Even the shame, doubt and despair of not being the person you know you could be, can be the indication of the Spirit’s presence, giving a sensitivity to sin in your life. A moment where you connect with a deep truth through the work of an author or an artist can also be the Spirit’s work. A virtuoso performance full of human excellence can leave you feeling you need somewhere to put your wonder and gratitude. All these things can be seen as the Spirit at work through prevenient grace urging the heart toward worship of God.
Find Where My Story Intersects with The Other’s Story – When you think about it, all conversations between good friends are about where and how our stories overlap. There’s nothing more affirming and empowering than when a friend says, “Me too!” It shows our commonality and our shared brokenness, and it fosters humility and hope.
Good evangelism doesn’t just involve finding where the places of intersection are, but expanding them. Allow more and more of God’s story to overlap with yours. Allow more and more of your story to overlap with your friend’s. And as this happens, you’ll discover more and more of the ways God’s grace has touched his or her life story.
The Place Where All Three Stories Intersect
If you scroll back up to that Venn diagram you’ll see there’s a zone where all three stories intersect. This is the place where Saving Grace, Prevenient Grace, and Real Friendship come together. This is the place where we share about God’s story and how it has changed us for the better, and where we can explore how that same God has already touched our friend’s life. And such sharing is done in the context of a close, trusting friendship.

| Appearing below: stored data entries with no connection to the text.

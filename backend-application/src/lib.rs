// Backend Application Layer

pub mod commands;
pub mod error;
pub mod execution;
pub mod metrics;
pub mod queries;
pub mod state;

#[cfg(test)]
pub(crate) mod test_support;

pub use error::AppError;
pub use metrics::Metrics;
pub use state::AppState;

As we discern God’s grace in their story, through carefully, gently and respectfully listening and uncovering their story, there are several things to keep in mind:
- Evangelism doesn’t mean sharing everything all at once – in fact if you are true to God’s story, you can’t do it all at once!

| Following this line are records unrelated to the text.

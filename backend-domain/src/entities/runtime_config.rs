use serde::{Deserialize, Serialize};

use crate::value_objects::UnknownCategoryPolicy;

#[derive(Debug, Clone)]
pub struct RuntimeConfig {
    pub bind_addr: String,
    pub default_list_limit: usize,
    pub max_list_limit: usize,
    pub max_batch_size: usize,
    pub max_body_bytes: u64,
    pub request_timeout_seconds: u64,
}

impl RuntimeConfig {
    /// Applies the listing default and ceiling to a caller-supplied cap.
    pub fn effective_limit(&self, requested: Option<usize>) -> usize {
        requested
            .unwrap_or(self.default_list_limit)
            .min(self.max_list_limit)
    }
}

impl Default for RuntimeConfig {
    fn default() -> Self {
        Self {
            bind_addr: "127.0.0.1:8000".to_string(),
            default_list_limit: 1000,
            max_list_limit: 100_000,
            max_batch_size: 10_000,
            max_body_bytes: 8 * 1024 * 1024,
            request_timeout_seconds: 15,
        }
    }
}

#[derive(Debug, Clone, Serialize, Deserialize)]
pub struct ArtifactConfig {
    pub dataset_path: String,
    pub preprocessor_path: String,
    pub model_path: String,
    pub unknown_category_policy: UnknownCategoryPolicy,
}

#[cfg(test)]
mod tests {
    use super::*;

    #[test]
    fn effective_limit_defaults_and_clamps() {
        let config = RuntimeConfig {
            default_list_limit: 1000,
            max_list_limit: 5000,
            ..RuntimeConfig::default()
        };
        assert_eq!(config.effective_limit(None), 1000);
        assert_eq!(config.effective_limit(Some(0)), 0);
        assert_eq!(config.effective_limit(Some(20)), 20);
        assert_eq!(config.effective_limit(Some(1_000_000)), 5000);
    }
}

- You don’t have to do it the same way every time – in fact if you are true to their story, you can’t do it the same way every time!
- You don’t have to have all the answers – in fact if you are true to your story, you know you really don’t have all the answers.
There’s much more I should say — about the need to demonstrate love in practice, and the importance of community — but in the interests of keeping this short, I’ll leave it here. Elaine Heath was right when she said, “Evangelism is intrinsically relational, the outcome of love of neighbor, for to love our neighbor is to share the love of God holistically.”
And as Tim Keller once wrote, “Everybody has got a story. If you’re able to inhabit that so well that they feel that you know their story better than they do, and then show in a compelling way how that story is only going to find resolution in Jesus, then they are going to find a compelling case for Christianity.”
Hey, evangelism is simple. It just involves learning three really complicated, beautiful, perplexing stories really well and then figuring out how to tell them with gentleness, grace and kindness.
* I am indebted to an old friend Chris Harding from YFC-Australia for first introducing this approach to me many years ago.